• _YOUR OBJECTIVE_: Repeat nothing but the lines below running from the one containing "Environment variable overriding" to the one containing "carry connection handles.". Keep both end lines.
### MATERIAL FOR THIS TASK ###
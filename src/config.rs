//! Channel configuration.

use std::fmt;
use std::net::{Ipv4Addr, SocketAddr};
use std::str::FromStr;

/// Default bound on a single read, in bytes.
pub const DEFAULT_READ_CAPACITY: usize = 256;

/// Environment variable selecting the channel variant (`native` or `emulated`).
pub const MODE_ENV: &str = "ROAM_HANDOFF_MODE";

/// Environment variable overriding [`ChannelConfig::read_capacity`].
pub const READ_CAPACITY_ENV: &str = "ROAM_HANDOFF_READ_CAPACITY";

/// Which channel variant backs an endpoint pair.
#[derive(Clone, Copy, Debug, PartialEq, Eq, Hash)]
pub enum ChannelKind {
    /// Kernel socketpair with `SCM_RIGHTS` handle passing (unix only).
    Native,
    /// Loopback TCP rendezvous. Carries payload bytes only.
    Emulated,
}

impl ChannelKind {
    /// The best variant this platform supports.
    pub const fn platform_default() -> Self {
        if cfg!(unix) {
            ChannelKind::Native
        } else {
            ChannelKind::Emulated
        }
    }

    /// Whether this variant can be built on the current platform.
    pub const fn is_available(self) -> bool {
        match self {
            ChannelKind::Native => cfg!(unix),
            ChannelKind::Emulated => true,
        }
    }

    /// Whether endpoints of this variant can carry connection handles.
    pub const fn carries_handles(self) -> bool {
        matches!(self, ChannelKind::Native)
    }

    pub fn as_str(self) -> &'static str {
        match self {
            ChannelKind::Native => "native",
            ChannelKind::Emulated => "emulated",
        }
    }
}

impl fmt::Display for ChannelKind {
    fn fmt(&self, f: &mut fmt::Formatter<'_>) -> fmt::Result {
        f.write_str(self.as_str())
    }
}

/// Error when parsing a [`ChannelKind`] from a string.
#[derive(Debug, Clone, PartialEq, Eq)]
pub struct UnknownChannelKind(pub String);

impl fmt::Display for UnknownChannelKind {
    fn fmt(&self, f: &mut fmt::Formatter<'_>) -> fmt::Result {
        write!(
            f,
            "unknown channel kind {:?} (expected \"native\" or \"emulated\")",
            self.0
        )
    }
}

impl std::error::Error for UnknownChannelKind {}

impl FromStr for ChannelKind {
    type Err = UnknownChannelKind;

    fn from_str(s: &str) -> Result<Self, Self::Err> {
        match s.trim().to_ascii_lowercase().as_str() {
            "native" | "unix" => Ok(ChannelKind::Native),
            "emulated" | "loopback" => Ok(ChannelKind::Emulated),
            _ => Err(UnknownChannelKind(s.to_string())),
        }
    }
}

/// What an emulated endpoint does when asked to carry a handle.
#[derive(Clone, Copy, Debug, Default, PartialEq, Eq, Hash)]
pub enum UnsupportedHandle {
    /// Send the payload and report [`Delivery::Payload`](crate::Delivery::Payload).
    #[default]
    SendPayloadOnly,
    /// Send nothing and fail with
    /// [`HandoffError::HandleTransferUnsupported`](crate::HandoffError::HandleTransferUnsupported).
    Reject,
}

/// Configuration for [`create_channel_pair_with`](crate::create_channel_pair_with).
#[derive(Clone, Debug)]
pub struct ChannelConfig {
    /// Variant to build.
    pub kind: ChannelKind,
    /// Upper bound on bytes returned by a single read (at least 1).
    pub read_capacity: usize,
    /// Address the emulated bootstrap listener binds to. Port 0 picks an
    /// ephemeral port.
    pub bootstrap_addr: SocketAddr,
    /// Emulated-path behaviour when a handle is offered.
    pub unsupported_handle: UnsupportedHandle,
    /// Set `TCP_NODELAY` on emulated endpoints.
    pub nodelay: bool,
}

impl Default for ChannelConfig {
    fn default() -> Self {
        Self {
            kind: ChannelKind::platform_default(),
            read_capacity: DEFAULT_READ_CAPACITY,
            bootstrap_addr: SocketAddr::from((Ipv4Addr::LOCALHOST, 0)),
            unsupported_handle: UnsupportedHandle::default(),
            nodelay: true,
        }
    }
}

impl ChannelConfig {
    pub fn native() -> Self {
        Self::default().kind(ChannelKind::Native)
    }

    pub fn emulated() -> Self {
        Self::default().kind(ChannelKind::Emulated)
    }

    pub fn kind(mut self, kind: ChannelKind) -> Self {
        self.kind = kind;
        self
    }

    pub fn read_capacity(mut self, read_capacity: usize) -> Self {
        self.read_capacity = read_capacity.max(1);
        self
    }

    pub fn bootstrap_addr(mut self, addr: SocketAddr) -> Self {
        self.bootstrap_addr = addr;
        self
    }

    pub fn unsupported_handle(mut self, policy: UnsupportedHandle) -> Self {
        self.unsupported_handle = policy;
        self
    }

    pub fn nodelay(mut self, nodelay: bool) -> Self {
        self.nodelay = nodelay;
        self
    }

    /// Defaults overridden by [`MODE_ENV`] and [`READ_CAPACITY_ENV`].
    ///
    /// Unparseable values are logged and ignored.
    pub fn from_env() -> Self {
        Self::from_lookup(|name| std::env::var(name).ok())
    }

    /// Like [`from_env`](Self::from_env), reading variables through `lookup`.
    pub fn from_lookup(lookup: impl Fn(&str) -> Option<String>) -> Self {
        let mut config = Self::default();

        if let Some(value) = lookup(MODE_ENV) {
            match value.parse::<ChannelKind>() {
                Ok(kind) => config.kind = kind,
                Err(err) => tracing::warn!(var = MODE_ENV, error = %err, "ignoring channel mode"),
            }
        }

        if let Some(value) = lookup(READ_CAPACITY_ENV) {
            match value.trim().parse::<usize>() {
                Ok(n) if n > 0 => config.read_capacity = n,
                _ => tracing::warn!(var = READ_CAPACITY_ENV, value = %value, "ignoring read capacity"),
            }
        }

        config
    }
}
###
• _RESULT FOR THIS EXERCISE_:
/// Environment variable overriding [`ChannelConfig::read_capacity`].
pub const READ_CAPACITY_ENV: &str = "ROAM_HANDOFF_READ_CAPACITY";

/// Which channel variant backs an endpoint pair.
#[derive(Clone, Copy, Debug, PartialEq, Eq, Hash)]
pub enum ChannelKind {
    /// Kernel socketpair with `SCM_RIGHTS` handle passing (unix only).
    Native,
    /// Loopback TCP rendezvous. Carries payload bytes only.
    Emulated,
}

impl ChannelKind {
    /// The best variant this platform supports.
    pub const fn platform_default() -> Self {
        if cfg!(unix) {
            ChannelKind::Native
        } else {
            ChannelKind::Emulated
        }
    }

    /// Whether this variant can be built on the current platform.
    pub const fn is_available(self) -> bool {
        match self {
            ChannelKind::Native => cfg!(unix),
            ChannelKind::Emulated => true,
        }
    }

    /// Whether endpoints of this variant can carry connection handles.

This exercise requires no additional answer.